▸ **INSTRUCTIONS FOR THE TASK**
Exact duplicates of all the records are needed.
BEGIN SUPPLIED ENTRIES
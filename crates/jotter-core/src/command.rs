//! Command system for editor actions.
//!
//! Menu items and key bindings both produce a [`Command`]. The
//! [`CommandRegistry`] is a dispatch table from command names
//! ("file.save", "edit.undo", ...) to handler functions, so nothing in here
//! knows which toolkit raised the command.
//!
//! Commands may carry their arguments (a path, search strings). When an
//! argument is absent the handler asks the [`Prompter`] for it.

use crate::clipboard::Clipboard;
use crate::editor::Editor;
use crate::prompt::Prompter;
use crate::{CoreError, CoreResult};
use std::collections::HashMap;
use std::path::PathBuf;

/// Built-in editor commands.
#[derive(Debug, Clone, PartialEq, Eq, Hash)]
pub enum Command {
    // File commands
    NewFile,
    OpenFile { path: Option<PathBuf> },
    Save,
    SaveAs { path: Option<PathBuf> },
    Exit,

    // Edit commands
    Undo,
    Redo,
    Cut,
    Copy,
    Paste,
    SelectAll,
    FindReplace {
        find: Option<String>,
        replacement: Option<String>,
    },

    // View
    ToggleTheme,
}

impl Command {
    /// Every command, with arguments left for the prompter.
    pub fn all() -> Vec<Command> {
        vec![
            Command::NewFile,
            Command::OpenFile { path: None },
            Command::Save,
            Command::SaveAs { path: None },
            Command::Exit,
            Command::Undo,
            Command::Redo,
            Command::Cut,
            Command::Copy,
            Command::Paste,
            Command::SelectAll,
            Command::FindReplace {
                find: None,
                replacement: None,
            },
            Command::ToggleTheme,
        ]
    }

    /// Stable name used by the dispatch table and in config files.
    pub fn name(&self) -> &'static str {
        match self {
            Command::NewFile => "file.new",
            Command::OpenFile { .. } => "file.open",
            Command::Save => "file.save",
            Command::SaveAs { .. } => "file.save_as",
            Command::Exit => "file.exit",
            Command::Undo => "edit.undo",
            Command::Redo => "edit.redo",
            Command::Cut => "edit.cut",
            Command::Copy => "edit.copy",
            Command::Paste => "edit.paste",
            Command::SelectAll => "edit.select_all",
            Command::FindReplace { .. } => "edit.find_replace",
            Command::ToggleTheme => "view.toggle_theme",
        }
    }

    /// Looks a command up by name, with no arguments.
    pub fn from_name(name: &str) -> Option<Command> {
        Command::all().into_iter().find(|c| c.name() == name)
    }

    /// Returns the command's menu label.
    pub fn display_name(&self) -> &'static str {
        match self {
            Command::NewFile => "New",
            Command::OpenFile { .. } => "Open...",
            Command::Save => "Save",
            Command::SaveAs { .. } => "Save As...",
            Command::Exit => "Exit",
            Command::Undo => "Undo",
            Command::Redo => "Redo",
            Command::Cut => "Cut",
            Command::Copy => "Copy",
            Command::Paste => "Paste",
            Command::SelectAll => "Select All",
            Command::FindReplace { .. } => "Find & Replace...",
            Command::ToggleTheme => "Toggle Dark Mode",
        }
    }
}

/// How a dispatched command ended.
#[derive(Debug, Clone, Copy, PartialEq, Eq)]
pub enum Outcome {
    /// The command did its work
    Completed,
    /// The user backed out (or there was nothing to do)
    Cancelled,
    /// The command failed; the user has already been told
    Failed,
}

/// Everything a handler may touch.
pub struct CommandContext<'a> {
    pub editor: &'a mut Editor,
    pub prompter: &'a mut dyn Prompter,
    pub clipboard: &'a mut dyn Clipboard,
}

/// A command handler.
pub type Handler = fn(&mut CommandContext<'_>, &Command) -> CoreResult<Outcome>;

/// Dispatch table from command names to handlers.
pub struct CommandRegistry {
    handlers: HashMap<&'static str, Handler>,
}

impl CommandRegistry {
    /// Creates a registry with every built-in command registered.
    pub fn new() -> Self {
        let mut registry = Self::empty();
        registry.register("file.new", |ctx, _| Ok(ctx.editor.new_file(ctx.prompter)));
        registry.register("file.open", |ctx, cmd| {
            let path = match cmd {
                Command::OpenFile { path } => path.clone(),
                _ => None,
            };
            Ok(ctx.editor.open_file(ctx.prompter, path))
        });
        registry.register("file.save", |ctx, _| Ok(ctx.editor.save(ctx.prompter)));
        registry.register("file.save_as", |ctx, cmd| {
            let path = match cmd {
                Command::SaveAs { path } => path.clone(),
                _ => None,
            };
            Ok(ctx.editor.save_as(ctx.prompter, path))
        });
        registry.register("file.exit", |ctx, _| Ok(ctx.editor.exit(ctx.prompter)));
        registry.register("edit.undo", |ctx, _| ctx.editor.undo());
        registry.register("edit.redo", |ctx, _| ctx.editor.redo());
        registry.register("edit.cut", |ctx, _| ctx.editor.cut(ctx.clipboard));
        registry.register("edit.copy", |ctx, _| ctx.editor.copy(ctx.clipboard));
        registry.register("edit.paste", |ctx, _| ctx.editor.paste(ctx.clipboard));
        registry.register("edit.select_all", |ctx, _| {
            ctx.editor.select_all();
            Ok(Outcome::Completed)
        });
        registry.register("edit.find_replace", |ctx, cmd| {
            let (find, replacement) = match cmd {
                Command::FindReplace { find, replacement } => (find.clone(), replacement.clone()),
                _ => (None, None),
            };
            Ok(ctx.editor.find_replace(ctx.prompter, find, replacement))
        });
        registry.register("view.toggle_theme", |ctx, _| {
            ctx.editor.toggle_theme();
            Ok(Outcome::Completed)
        });
        registry
    }

    /// Creates a registry with no handlers.
    pub fn empty() -> Self {
        Self {
            handlers: HashMap::new(),
        }
    }

    /// Registers a handler, replacing any previous one for `name`.
    pub fn register(&mut self, name: &'static str, handler: Handler) {
        self.handlers.insert(name, handler);
    }

    /// Executes a command.
    pub fn execute(&self, cmd: &Command, ctx: &mut CommandContext<'_>) -> CoreResult<Outcome> {
        let handler = self
            .handlers
            .get(cmd.name())
            .ok_or_else(|| CoreError::UnknownCommand(cmd.name().to_string()))?;
        tracing::debug!("Dispatching {}", cmd.name());
        handler(ctx, cmd)
    }

    /// Executes a command, turning internal errors into a status message.
    pub fn dispatch(
        &self,
        cmd: &Command,
        editor: &mut Editor,
        prompter: &mut dyn Prompter,
        clipboard: &mut dyn Clipboard,
    ) -> Outcome {
        let mut ctx = CommandContext {
            editor,
            prompter,
            clipboard,
        };
        match self.execute(cmd, &mut ctx) {
            Ok(outcome) => outcome,
            Err(e) => {
                tracing::warn!("{} failed: {}", cmd.name(), e);
                ctx.editor.show_message(e.to_string());
                Outcome::Failed
            }
        }
    }

    /// Returns all registered command names.
    pub fn list(&self) -> Vec<&'static str> {
        let mut names: Vec<_> = self.handlers.keys().copied().collect();
        names.sort_unstable();
        names
    }
}

impl Default for CommandRegistry {
    fn default() -> Self {
        Self::new()
    }
}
END SUPPLIED ENTRIES
▸ **RESULT OF THE TASK**
filename crates/jotter-core/src/command.rs
//! Command system for editor actions.
//!
//! Menu items and key bindings both produce a [`Command`]. The
//! [`CommandRegistry`] is a dispatch table from command names
//! ("file.save", "edit.undo", ...) to handler functions, so nothing in here
//! knows which toolkit raised the command.
//!
//! Commands may carry their arguments (a path, search strings). When an
//! argument is absent the handler asks the [`Prompter`] for it.

use crate::clipboard::Clipboard;
use crate::editor::Editor;
use crate::prompt::Prompter;
use crate::{CoreError, CoreResult};
use std::collections::HashMap;
use std::path::PathBuf;

/// Built-in editor commands.
#[derive(Debug, Clone, PartialEq, Eq, Hash)]
pub enum Command {
    // File commands
    NewFile,
    OpenFile { path: Option<PathBuf> },
    Save,
    SaveAs { path: Option<PathBuf> },
    Exit,

    // Edit commands
    Undo,
    Redo,
    Cut,
    Copy,
    Paste,
    SelectAll,
    FindReplace {
        find: Option<String>,
        replacement: Option<String>,
    },

    // View
    ToggleTheme,
}

impl Command {
    /// Every command, with arguments left for the prompter.
    pub fn all() -> Vec<Command> {
        vec![
            Command::NewFile,
            Command::OpenFile { path: None },
            Command::Save,
            Command::SaveAs { path: None },
            Command::Exit,
            Command::Undo,
            Command::Redo,
            Command::Cut,
            Command::Copy,
            Command::Paste,
            Command::SelectAll,
            Command::FindReplace {
                find: None,
                replacement: None,
            },
            Command::ToggleTheme,
        ]
    }

    /// Stable name used by the dispatch table and in config files.
    pub fn name(&self) -> &'static str {
        match self {
            Command::NewFile => "file.new",
            Command::OpenFile { .. } => "file.open",
            Command::Save => "file.save",
            Command::SaveAs { .. } => "file.save_as",
            Command::Exit => "file.exit",
            Command::Undo => "edit.undo",
            Command::Redo => "edit.redo",
            Command::Cut => "edit.cut",
            Command::Copy => "edit.copy",
            Command::Paste => "edit.paste",
            Command::SelectAll => "edit.select_all",
            Command::FindReplace { .. } => "edit.find_replace",
            Command::ToggleTheme => "view.toggle_theme",
        }
    }

    /// Looks a command up by name, with no arguments.
    pub fn from_name(name: &str) -> Option<Command> {
        Command::all().into_iter().find(|c| c.name() == name)
    }

    /// Returns the command's menu label.
    pub fn display_name(&self) -> &'static str {
        match self {
            Command::NewFile => "New",
            Command::OpenFile { .. } => "Open...",
            Command::Save => "Save",
            Command::SaveAs { .. } => "Save As...",
            Command::Exit => "Exit",
            Command::Undo => "Undo",
            Command::Redo => "Redo",
            Command::Cut => "Cut",
            Command::Copy => "Copy",
            Command::Paste => "Paste",
            Command::SelectAll => "Select All",
            Command::FindReplace { .. } => "Find & Replace...",
            Command::ToggleTheme => "Toggle Dark Mode",
        }
    }
}

/// How a dispatched command ended.
#[derive(Debug, Clone, Copy, PartialEq, Eq)]
pub enum Outcome {
    /// The command did its work
    Completed,
    /// The user backed out (or there was nothing to do)
    Cancelled,
    /// The command failed; the user has already been told
    Failed,
}

/// Everything a handler may touch.
pub struct CommandContext<'a> {
    pub editor: &'a mut Editor,
    pub prompter: &'a mut dyn Prompter,
    pub clipboard: &'a mut dyn Clipboard,
}

/// A command handler.
pub type Handler = fn(&mut CommandContext<'_>, &Command) -> CoreResult<Outcome>;

/// Dispatch table from command names to handlers.
pub struct CommandRegistry {
    handlers: HashMap<&'static str, Handler>,
}

impl CommandRegistry {
    /// Creates a registry with every built-in command registered.
    pub fn new() -> Self {
        let mut registry = Self::empty();
        registry.register("file.new", |ctx, _| Ok(ctx.editor.new_file(ctx.prompter)));
        registry.register("file.open", |ctx, cmd| {
            let path = match cmd {
                Command::OpenFile { path } => path.clone(),
                _ => None,
            };
            Ok(ctx.editor.open_file(ctx.prompter, path))
        });
        registry.register("file.save", |ctx, _| Ok(ctx.editor.save(ctx.prompter)));
        registry.register("file.save_as", |ctx, cmd| {
            let path = match cmd {
                Command::SaveAs { path } => path.clone(),
                _ => None,
            };
            Ok(ctx.editor.save_as(ctx.prompter, path))
        });
        registry.register("file.exit", |ctx, _| Ok(ctx.editor.exit(ctx.prompter)));
        registry.register("edit.undo", |ctx, _| ctx.editor.undo());
        registry.register("edit.redo", |ctx, _| ctx.editor.redo());
        registry.register("edit.cut", |ctx, _| ctx.editor.cut(ctx.clipboard));
        registry.register("edit.copy", |ctx, _| ctx.editor.copy(ctx.clipboard));
        registry.register("edit.paste", |ctx, _| ctx.editor.paste(ctx.clipboard));
        registry.register("edit.select_all", |ctx, _| {
            ctx.editor.select_all();
            Ok(Outcome::Completed)
        });
        registry.register("edit.find_replace", |ctx, cmd| {
            let (find, replacement) = match cmd {
                Command::FindReplace { find, replacement } => (find.clone(), replacement.clone()),
                _ => (None, None),
            };
            Ok(ctx.editor.find_replace(ctx.prompter, find, replacement))
        });
        registry.register("view.toggle_theme", |ctx, _| {
            ctx.editor.toggle_theme();
            Ok(Outcome::Completed)
        });
        registry
    }

    /// Creates a registry with no handlers.
    pub fn empty() -> Self {
        Self {
            handlers: HashMap::new(),
        }
    }

    /// Registers a handler, replacing any previous one for `name`.
    pub fn register(&mut self, name: &'static str, handler: Handler) {
        self.handlers.insert(name, handler);
    }

    /// Executes a command.
    pub fn execute(&self, cmd: &Command, ctx: &mut CommandContext<'_>) -> CoreResult<Outcome> {
        let handler = self
            .handlers
            .get(cmd.name())
            .ok_or_else(|| CoreError::UnknownCommand(cmd.name().to_string()))?;
        tracing::debug!("Dispatching {}", cmd.name());
        handler(ctx, cmd)
    }

    /// Executes a command, turning internal errors into a status message.
    pub fn dispatch(
        &self,
        cmd: &Command,
        editor: &mut Editor,
        prompter: &mut dyn Prompter,
        clipboard: &mut dyn Clipboard,
    ) -> Outcome {
        let mut ctx = CommandContext {
            editor,
            prompter,
            clipboard,
        };
        match self.execute(cmd, &mut ctx) {
            Ok(outcome) => outcome,
            Err(e) => {
                tracing::warn!("{} failed: {}", cmd.name(), e);
                ctx.editor.show_message(e.to_string());
                Outcome::Failed
            }
        }
    }

    /// Returns all registered command names.
    pub fn list(&self) -> Vec<&'static str> {
        let mut names: Vec<_> = self.handlers.keys().copied().collect();
        names.sort_unstable();
        names
    }
}

impl Default for CommandRegistry {
    fn default() -> Self {
        Self::new()
    }
}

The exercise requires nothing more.